📖 This blog post assumes a working knowledge of goroutines 📖
One of the reasons I enjoy writing Go code so much is that concurrency is baked into the language, with the expectation that Go developers will be using goroutines and channels often. However, channels were not an easy topic for me to understand as a new Go developer, especially coming from a JavaScript background. The good news for you, the reader, is that you can learn from my struggles and hopefully not be doomed to repeat them!
The definition of channels from the Tour of Go section is "a typed conduit through which you can send and receive values with the channel operator, <-" which is all well and fine, but what does that actually mean? Well, it means that we can make a channel, send it some values, then get some values out of it. Sending and receiving are separate operations and can happen anywhere in our code.
Essentially, channels are a nifty tool to allow for asynchronous passage of information. Sending and receiving values via a channel can happen anywhere in the codebase!
First, we'll start with how to define unbuffered and buffered channels.
unbufferedChannel := make(chan int)
bufferedChannel := make(chan int, 1)
Pretty straightforward. Okay, so what's the difference?
The unbuffered channel can receive any number of values.

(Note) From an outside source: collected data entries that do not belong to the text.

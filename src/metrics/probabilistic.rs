use crate::calibration::cvap::CvapPrediction;
use crate::data::class_label;
use crate::errors::ConformalError;
use crate::metrics::evaluation::EvaluationMetric;

// Probabilities are clipped away from zero before taking logarithms.
const PROBABILITY_FLOOR: f64 = 1e-15;

/// Mean negative log probability of the observed label.
#[derive(Debug, Clone, Default)]
pub struct LogLoss {
    sum: f64,
    total: usize,
}

impl LogLoss {
    pub fn new() -> Self {
        Self::default()
    }
}

impl EvaluationMetric<CvapPrediction> for LogLoss {
    fn add_prediction(&mut self, observed: f64, prediction: &CvapPrediction) -> Result<(), ConformalError> {
        let label = class_label(observed)?;
        let p = prediction.probabilities.get(&label).copied().ok_or_else(|| {
            ConformalError::DataValidation(format!("no probability predicted for label {}", label))
        })?;
        self.sum -= p.max(PROBABILITY_FLOOR).ln();
        self.total += 1;
        Ok(())
    }

    fn value(&self) -> Option<f64> {
        (self.total > 0).then(|| self.sum / self.total as f64)
    }

    fn num_observations(&self) -> usize {
        self.total
    }

    fn clear(&mut self) {
        self.sum = 0.0;
        self.total = 0;
    }

    fn name(&self) -> String {
        "LogLoss".to_string()
    }

    fn maximize(&self) -> bool {
        false
    }
}

/// Mean squared distance between the predicted distribution and the observed label.
#[derive(Debug, Clone, Default)]
pub struct Brier {
    sum: f64,
    total: usize,
}

impl Brier {
    pub fn new() -> Self {
        Self::default()
    }
}

impl EvaluationMetric<CvapPrediction> for Brier {
    fn add_prediction(&mut self, observed: f64, prediction: &CvapPrediction) -> Result<(), ConformalError> {
        let label = class_label(observed)?;
        if !prediction.probabilities.contains_key(&label) {
            return Err(ConformalError::DataValidation(format!(
                "no probability predicted for label {}",
                label
            )));
        }
        self.sum += prediction
            .probabilities
            .iter()
            .map(|(l, p)| {
                let target = if *l == label { 1.0 } else { 0.0 };
                (p - target).powi(2)
            })
            .sum::<f64>();
        self.total += 1;
        Ok(())
    }

    fn value(&self) -> Option<f64> {
        (self.total > 0).then(|| self.sum / self.total as f64)
    }

    fn num_observations(&self) -> usize {
        self.total
    }

    fn clear(&mut self) {
        self.sum = 0.0;
        self.total = 0;
    }

    fn name(&self) -> String {
        "Brier".to_string()
    }

    fn maximize(&self) -> bool {
        false
    }
}

#[cfg(test)]
mod tests {
    use super::*;

    fn prediction(p: f64) -> CvapPrediction {
        CvapPrediction {
            probabilities: vec![(0, 1.0 - p), (1, p)].into_iter().collect(),
            p0: p,
            p1: p,
            intervals: Vec::new(),
        }
    }

    #[test]
    fn test_log_loss() {
        let mut ll = LogLoss::new();
        ll.add_prediction(1.0, &prediction(0.5)).unwrap();
        assert!((ll.value().unwrap() - 2f64.ln()).abs() < 1e-12);
        ll.add_prediction(0.0, &prediction(1.0)).unwrap();
        assert!(ll.value().unwrap().is_finite());
        assert!(ll.add_prediction(2.0, &prediction(0.5)).is_err());
    }

    #[test]
    fn test_brier() {
        let mut brier = Brier::new();
        brier.add_prediction(1.0, &prediction(0.75)).unwrap();
        assert!((brier.value().unwrap() - 0.125).abs() < 1e-12);
        brier.clear();
        assert_eq!(brier.num_observations(), 0);
    }
}
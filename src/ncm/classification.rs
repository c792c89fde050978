use crate::data::{class_label, DataRecord, FeatureVector};
use crate::errors::ConformalError;
use crate::model::Classifier;
use crate::ncm::{ClassificationNcm, NonconformityMeasure};
use crate::utils::items_to_strings;
use serde::{Deserialize, Serialize};
use std::collections::{BTreeMap, BTreeSet};
use std::str::FromStr;

/// How the classifier output is turned into nonconformity.
#[derive(Serialize, Deserialize, Clone, Copy, Debug, PartialEq, Eq, Default)]
pub enum ClassificationNcmKind {
    /// Negative margin between the label's decision score and the best other label.
    #[default]
    NegativeDistanceToHyperplane,
    /// `1 - p(label)`.
    InverseProbability,
    /// `(1 - (p(label) - max p(other))) / 2`.
    ProbabilityMargin,
}

impl ClassificationNcmKind {
    pub fn requires_probabilities(&self) -> bool {
        !matches!(self, ClassificationNcmKind::NegativeDistanceToHyperplane)
    }
}

impl FromStr for ClassificationNcmKind {
    type Err = ConformalError;

    fn from_str(s: &str) -> Result<Self, Self::Err> {
        match s {
            "NegativeDistanceToHyperplane" => Ok(ClassificationNcmKind::NegativeDistanceToHyperplane),
            "InverseProbability" => Ok(ClassificationNcmKind::InverseProbability),
            "ProbabilityMargin" => Ok(ClassificationNcmKind::ProbabilityMargin),
            _ => Err(ConformalError::ParseString(
                s.to_string(),
                "ClassificationNcmKind".to_string(),
                items_to_strings(vec![
                    "NegativeDistanceToHyperplane",
                    "InverseProbability",
                    "ProbabilityMargin",
                ]),
            )),
        }
    }
}

/// Nonconformity measure backed by a [`Classifier`].
#[derive(Debug)]
pub struct ClassifierNcm<C: Classifier> {
    model: C,
    kind: ClassificationNcmKind,
    labels: BTreeSet<i32>,
}

impl<C: Classifier> ClassifierNcm<C> {
    /// Wrap an unfitted classifier. Probability based kinds require a probabilistic model.
    pub fn new(model: C, kind: ClassificationNcmKind) -> Result<Self, ConformalError> {
        if kind.requires_probabilities() && !model.supports_probabilities() {
            return Err(ConformalError::Unsupported(format!(
                "{:?} requires probabilities, which {} does not produce",
                kind,
                model.name()
            )));
        }
        Ok(ClassifierNcm {
            model,
            kind,
            labels: BTreeSet::new(),
        })
    }

    pub fn model(&self) -> &C {
        &self.model
    }

    pub fn kind(&self) -> ClassificationNcmKind {
        self.kind
    }

    fn outputs(&self, features: &FeatureVector) -> Result<BTreeMap<i32, f64>, ConformalError> {
        if !self.model.is_fitted() {
            return Err(ConformalError::NotTrained(self.model.name().to_string()));
        }
        if self.kind.requires_probabilities() {
            self.model.predict_probabilities(features)
        } else {
            self.model.predict_scores(features)
        }
    }

    fn from_outputs(&self, outputs: &BTreeMap<i32, f64>, label: i32) -> Result<f64, ConformalError> {
        let own = *outputs.get(&label).ok_or_else(|| {
            ConformalError::DataValidation(format!("label {} was not seen when fitting {}", label, self.model.name()))
        })?;
        let best_other = outputs
            .iter()
            .filter(|(l, _)| **l != label)
            .map(|(_, v)| *v)
            .reduce(f64::max);
        let score = match self.kind {
            ClassificationNcmKind::NegativeDistanceToHyperplane => -(own - best_other.unwrap_or(0.0)),
            ClassificationNcmKind::InverseProbability => 1.0 - own,
            ClassificationNcmKind::ProbabilityMargin => (1.0 - (own - best_other.unwrap_or(0.0))) / 2.0,
        };
        if !score.is_finite() {
            return Err(ConformalError::NonFiniteScore(score));
        }
        Ok(score)
    }
}

impl<C: Classifier> NonconformityMeasure for ClassifierNcm<C> {
    fn fit(&mut self, records: &[DataRecord]) -> Result<(), ConformalError> {
        self.labels = records
            .iter()
            .map(|r| class_label(r.label))
            .collect::<Result<BTreeSet<i32>, ConformalError>>()?;
        self.model.fit(records)
    }

    fn is_fitted(&self) -> bool {
        self.model.is_fitted()
    }

    fn clone_untrained(&self) -> Self {
        ClassifierNcm {
            model: self.model.clone_untrained(),
            kind: self.kind,
            labels: BTreeSet::new(),
        }
    }

    fn name(&self) -> String {
        format!("{:?}({})", self.kind, self.model.name())
    }
}

impl<C: Classifier> ClassificationNcm for ClassifierNcm<C> {
    fn score(&self, features: &FeatureVector, label: i32) -> Result<f64, ConformalError> {
        let outputs = self.outputs(features)?;
        self.from_outputs(&outputs, label)
    }

    // One model evaluation for all hypotheses.
    fn scores(&self, features: &FeatureVector, labels: &BTreeSet<i32>) -> Result<BTreeMap<i32, f64>, ConformalError> {
        let outputs = self.outputs(features)?;
        labels
            .iter()
            .map(|l| Ok((*l, self.from_outputs(&outputs, *l)?)))
            .collect()
    }

    fn labels(&self) -> &BTreeSet<i32> {
        &self.labels
    }
}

We can send any number of values over an unbuffered channel. Does that mean we can just dump a bunch of values in this channel and forget about it? Absolutely not!
To send anything on an unbuffered channel, there has to be at least one receiver somewhere.
Why?
Sending doesn't happen unless we ready to receive. It's a simple as that. Let's try an example.
The following Go playground fails with a panic, indicating that all goroutines are asleep and we have deadlock.
func main() {
ch := make(chan int)
ch <- 1
}
This means that main is waiting until a receive on ch is ready somewhere, but the Go runtime can tell there aren't any other goroutines active, so there can't possibly be a goroutine that might
be setting up a receiver to ch. So how do we clean this up? By setting up a receiver!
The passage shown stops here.